(Stored data entries)

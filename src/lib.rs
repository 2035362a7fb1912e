// Copyright 2025 Johann Kempter
//
// Licensed under the Apache License, Version 2.0 (the "License");
// you may not use this file except in compliance with the License.
// You may obtain a copy of the License at
//
//     http://www.apache.org/licenses/LICENSE-2.0
//
// Unless required by applicable law or agreed to in writing, software
// distributed under the License is distributed on an "AS IS" BASIS,
// WITHOUT WARRANTIES OR CONDITIONS OF ANY KIND, either express or implied.
// See the License for the specific language governing permissions and
// limitations under the License.
//
// SPDX-License-Identifier: Apache-2.0

#![doc(html_no_source)]
#![deny(missing_docs)]

//! # bugscope
//!
//! A template-driven engine for finding bugs in compiled Android applications.
//!
//! Bugs are described declaratively as JSON **bug templates**: manifest conditions, code
//! searches (existence of, or calls to, a class, method or string) and traces between two
//! points of the call graph. `bugscope` evaluates every template against every application
//! and reports which bugs are present, together with the values each template bound on the
//! way (classes, methods, and the call chains that connect them).
//!
//! ## Features
//!
//! - **📜 Declarative templates** - Search rules with `OR` lists, location filters and negation
//! - **🔗 Link propagation** - Values found by one rule feed the rules after it
//! - **🧭 Call-graph tracing** - Bounded forward/reverse reachability with subclass widening
//! - **🔬 Data-flow tracing** - Register-level tracking through results, arguments and fields
//! - **🌐 Framework idioms** - `AsyncTask` dispatch and `WebView` script bridges
//! - **⚙️ Parallel analysis** - A supervised worker pool with requeueing on worker death
//!
//! ## Quick Start
//!
//! ```rust
//! use bugscope::prelude::*;
//!
//! // An application with a single call edge
//! let index = MemoryIndex::builder()
//!     .call("Lcom/app/Main;->onCreate(Landroid/os/Bundle;)V", "Lcom/app/Net;->send()V")
//!     .build()?;
//!
//! let template = TemplateParser::new().parse_str(r#"{
//!     "METADATA": { "NAME": "NetworkFromActivity" },
//!     "CODEPARAMS": {
//!         "TRACE": {
//!             "TRACEFROM": "Lcom/app/Net;->send()V",
//!             "TRACETO": "<class>:Lcom/app/Main;",
//!             "RETURN": "<tracepath> AS @tracepath_send"
//!         }
//!     }
//! }"#)?;
//!
//! let config = EngineConfig::default();
//! let adapter = IndexAdapter::new(&index, &config);
//! let evaluation = BugEvaluator::new(config).evaluate(&template, &adapter)?;
//!
//! assert!(evaluation.satisfied);
//! assert_eq!(
//!     evaluation.links.resolve("@tracepath_send"),
//!     &["Lcom/app/Main;->onCreate(Landroid/os/Bundle;)V,Lcom/app/Net;->send()V"]
//! );
//! # Ok::<(), bugscope::Error>(())
//! ```
//!
//! ## Architecture
//!
//! - [`prelude`] - Convenient re-exports of commonly used types and traits
//! - [`template`] - The template model, parser and validator
//! - [`links`] - The table of values bound while evaluating one template
//! - [`index`] - The [`index::BytecodeIndex`] abstraction over a decoded application
//! - [`engine`] - Search, trace and per-template evaluation
//! - [`worker`] - Parallel analysis of many applications
//! - [`config`] - Engine configuration
//! - [`Error`] and [`Result`] - Error handling
//!
//! `bugscope` does not decode application binaries itself. Callers provide a
//! [`index::BytecodeIndex`] implementation backed by their decoder of choice; the crate ships
//! [`index::MemoryIndex`] for embedding and tests.
//!
//! ## Error Handling
//!
//! All fallible operations return [`Result<T, Error>`](Result). Invalid templates are
//! rejected with [`Error::Template`]; a valid template that does not match an application is
//! simply unsatisfied.
//!
//! ```rust
//! use bugscope::{template::TemplateParser, Error};
//!
//! let result = TemplateParser::new().parse_str(r#"{"METADATA": {"NAME": "Empty"}}"#);
//! assert!(matches!(result, Err(Error::Template { .. })));
//! ```

#[macro_use]
pub(crate) mod error;

/// Shared functionality which is used in unit-tests
#[cfg(test)]
pub(crate) mod test;

/// Convenient re-exports of the most commonly used types and traits.
///
/// # Example
///
/// ```rust
/// use bugscope::prelude::*;
///
/// let config = EngineConfig::from_toml("[analysis]\nworker_count = 4")?;
/// assert_eq!(config.analysis.worker_count, 4);
/// # Ok::<(), bugscope::Error>(())
/// ```
pub mod prelude;

pub mod config;
pub mod engine;
pub mod index;
pub mod links;
pub mod template;
pub mod worker;

/// `bugscope` Result type
///
/// A type alias for [`std::result::Result<T, Error>`] where the error type is always [`Error`].
pub type Result<T> = std::result::Result<T, Error>;

/// `bugscope` Error type
///
/// The main error type for all operations in this crate. Each variant documents the
/// recovery policy the engine applies to it.
pub use error::Error;
//! Bug templates: the declarative rules the engine matches applications against.
//!
//! A template is a JSON document naming one bug. It carries manifest conditions, code
//! conditions, or both, plus an optional graph-binding expression:
//!
//! ```json
//! {
//!     "METADATA": { "NAME": "WebViewFileAccess" },
//!     "CODEPARAMS": {
//!         "SEARCH": {
//!             "SEARCHFORCALLTOMETHOD": {
//!                 "METHOD": "Landroid/webkit/WebSettings;->setAllowFileAccess(Z)V",
//!                 "RETURN": "<class> AS @settings_user"
//!             }
//!         },
//!         "TRACE": {
//!             "TRACEFROM": "<class>:@settings_user",
//!             "TRACETO": "<class>:Lcom/app/MainActivity;",
//!             "RETURN": "<tracepath> AS @tracepath_entry"
//!         }
//!     },
//!     "GRAPH": "@tracepath_entry WITH <method> AS attribute=nodename"
//! }
//! ```
//!
//! Templates are parsed and validated by [`TemplateParser`] into the typed model of this
//! module. A parsed [`BugTemplate`] is immutable and shared read-only across all application
//! evaluations.
//!
//! # Key Components
//!
//! - [`BugTemplate`] - One parsed bug template
//! - [`CodeSpec`], [`SearchRule`], [`SearchClause`], [`TraceRule`] - Code conditions
//! - [`ManifestSpec`] - Structurally validated manifest conditions
//! - [`GraphSpec`] - Graph-binding expression handed to the exporter
//! - [`TemplateParser`], [`TemplateSet`] - Loading and validation

mod manifest;
mod parser;
mod pattern;

use std::{path::PathBuf, sync::Arc};

use strum::{AsRefStr, Display, EnumIter, EnumString};

pub use manifest::ManifestSpec;
pub use parser::{TemplateParser, TemplateSet, TEMPLATE_EXTENSION};
pub use pattern::{
    Candidate, LocationFilter, Pattern, PointTerm, Qualifier, ReturnBinding, ReturnShape, Scope,
    Term, TracePoint, NOT_PREFIX, OR_SEPARATOR,
};

use crate::links::Subpart;

/// Kind of a search clause.
#[derive(Debug, Clone, Copy, PartialEq, Eq, Hash, EnumString, Display, AsRefStr, EnumIter)]
pub enum SearchType {
    /// A method exists
    #[strum(serialize = "SEARCHFORMETHOD")]
    MethodExists,
    /// A class exists
    #[strum(serialize = "SEARCHFORCLASS")]
    ClassExists,
    /// A string literal exists
    #[strum(serialize = "SEARCHFORSTRING")]
    StringExists,
    /// A method is called
    #[strum(serialize = "SEARCHFORCALLTOMETHOD")]
    CallsToMethod,
    /// A class is referenced
    #[strum(serialize = "SEARCHFORCALLTOCLASS")]
    CallsToClass,
    /// A string literal is loaded
    #[strum(serialize = "SEARCHFORCALLTOSTRING")]
    CallsToString,
}

impl SearchType {
    /// Returns `true` for the call-site searches, which support location filters and
    /// return bindings.
    #[must_use]
    pub fn is_call_site(self) -> bool {
        matches!(
            self,
            SearchType::CallsToMethod | SearchType::CallsToClass | SearchType::CallsToString
        )
    }

    /// Key of the target value inside a call-site clause object.
    #[must_use]
    pub fn subject_key(self) -> &'static str {
        match self {
            SearchType::MethodExists | SearchType::CallsToMethod => "METHOD",
            SearchType::ClassExists | SearchType::CallsToClass => "CLASS",
            SearchType::StringExists | SearchType::CallsToString => "STRING",
        }
    }

    /// Link selector used for target references without their own selector.
    #[must_use]
    pub fn default_subpart(self) -> Option<Subpart> {
        match self {
            SearchType::MethodExists | SearchType::CallsToMethod => Some(Subpart::Method),
            SearchType::ClassExists | SearchType::CallsToClass => Some(Subpart::Class),
            SearchType::StringExists | SearchType::CallsToString => None,
        }
    }
}

/// One search predicate.
#[derive(Debug, Clone, PartialEq, Eq)]
pub struct SearchClause {
    /// What to search for
    pub search_type: SearchType,
    /// The target, an `OR`-list of literals and links
    pub target: Pattern,
    /// Optional call-site location restriction
    pub location: Option<LocationFilter>,
    /// Bindings for the surviving call sites
    pub returns: Vec<ReturnBinding>,
}

/// One rule object of a `SEARCH` section; its clauses are AND-combined.
#[derive(Debug, Clone, PartialEq, Eq, Default)]
pub struct SearchRule {
    /// Clauses in source order
    pub clauses: Vec<SearchClause>,
}

/// Direction of a trace.
#[derive(Debug, Clone, Copy, PartialEq, Eq, Hash, Default, EnumString, Display, AsRefStr)]
pub enum Direction {
    /// From a point towards what it calls
    #[strum(serialize = "FORWARD")]
    Forward,
    /// From a point towards its callers
    #[default]
    #[strum(serialize = "REVERSE")]
    Reverse,
}

/// Precision of a trace.
#[derive(Debug, Clone, Copy, PartialEq, Eq, Hash, Default, EnumString, Display, AsRefStr)]
pub enum TraceMode {
    /// Call-graph reachability only
    #[default]
    #[strum(serialize = "BASIC")]
    Basic,
    /// Call-graph reachability plus register-level data flow
    #[strum(serialize = "ADVANCED")]
    Advanced,
}

/// One trace rule.
#[derive(Debug, Clone, PartialEq, Eq)]
pub struct TraceRule {
    /// Start point
    pub from: TracePoint,
    /// End point
    pub to: TracePoint,
    /// Traversal direction
    pub direction: Direction,
    /// Traversal precision
    pub mode: TraceMode,
    /// Maximum chain length; the configured default applies if `None`
    pub max_length: Option<usize>,
    /// `<tracepath>` bindings
    pub returns: Vec<ReturnBinding>,
}

/// The `CODEPARAMS` section: search rules followed by trace rules, all AND-combined.
#[derive(Debug, Clone, PartialEq, Eq, Default)]
pub struct CodeSpec {
    /// `SEARCH` rules in source order
    pub search: Vec<SearchRule>,
    /// `TRACE` rules in source order
    pub trace: Vec<TraceRule>,
}

impl CodeSpec {
    /// Returns `true` if neither searches nor traces are present.
    #[must_use]
    pub fn is_empty(&self) -> bool {
        self.search.is_empty() && self.trace.is_empty()
    }
}

/// A graph-binding expression: `@element WITH value AS attribute=name, value AS label`.
#[derive(Debug, Clone, PartialEq, Eq)]
pub struct GraphSpec {
    /// The whole expression as written
    pub expression: String,
    /// The graphed identifier
    pub element: String,
    /// The `value AS attribute=name` / `value AS label` parts
    pub attributes: Vec<String>,
}

/// A parsed and validated bug template.
#[derive(Debug, Clone, PartialEq)]
pub struct BugTemplate {
    /// Unique bug name (`METADATA.NAME`)
    pub name: String,
    /// Remaining `METADATA` entries
    pub metadata: serde_json::Map<String, serde_json::Value>,
    /// Manifest conditions
    pub manifest: Option<ManifestSpec>,
    /// Code conditions
    pub code: Option<CodeSpec>,
    /// Graph-binding expression
    pub graph: Option<GraphSpec>,
    /// File the template was loaded from
    pub source: Option<PathBuf>,
}

impl BugTemplate {
    /// Number of present top-level categories (manifest and code).
    #[must_use]
    pub fn category_count(&self) -> usize {
        usize::from(self.manifest.is_some()) + usize::from(self.code.is_some())
    }
}

/// Shared handle to an immutable template.
pub type BugTemplateRc = Arc<BugTemplate>;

## THE PROBLEM
The reply should consist solely of the lines above from the one that has "A type alias" through the one that has "pub use error::Error;", reproduced exactly.

## RESULT OF THE EXERCISE
/// A type alias for [`std::result::Result<T, Error>`] where the error type is always [`Error`].
pub type Result<T> = std::result::Result<T, Error>;

/// `bugscope` Error type
///
/// The main error type for all operations in this crate. Each variant documents the
/// recovery policy the engine applies to it.
pub use error::Error;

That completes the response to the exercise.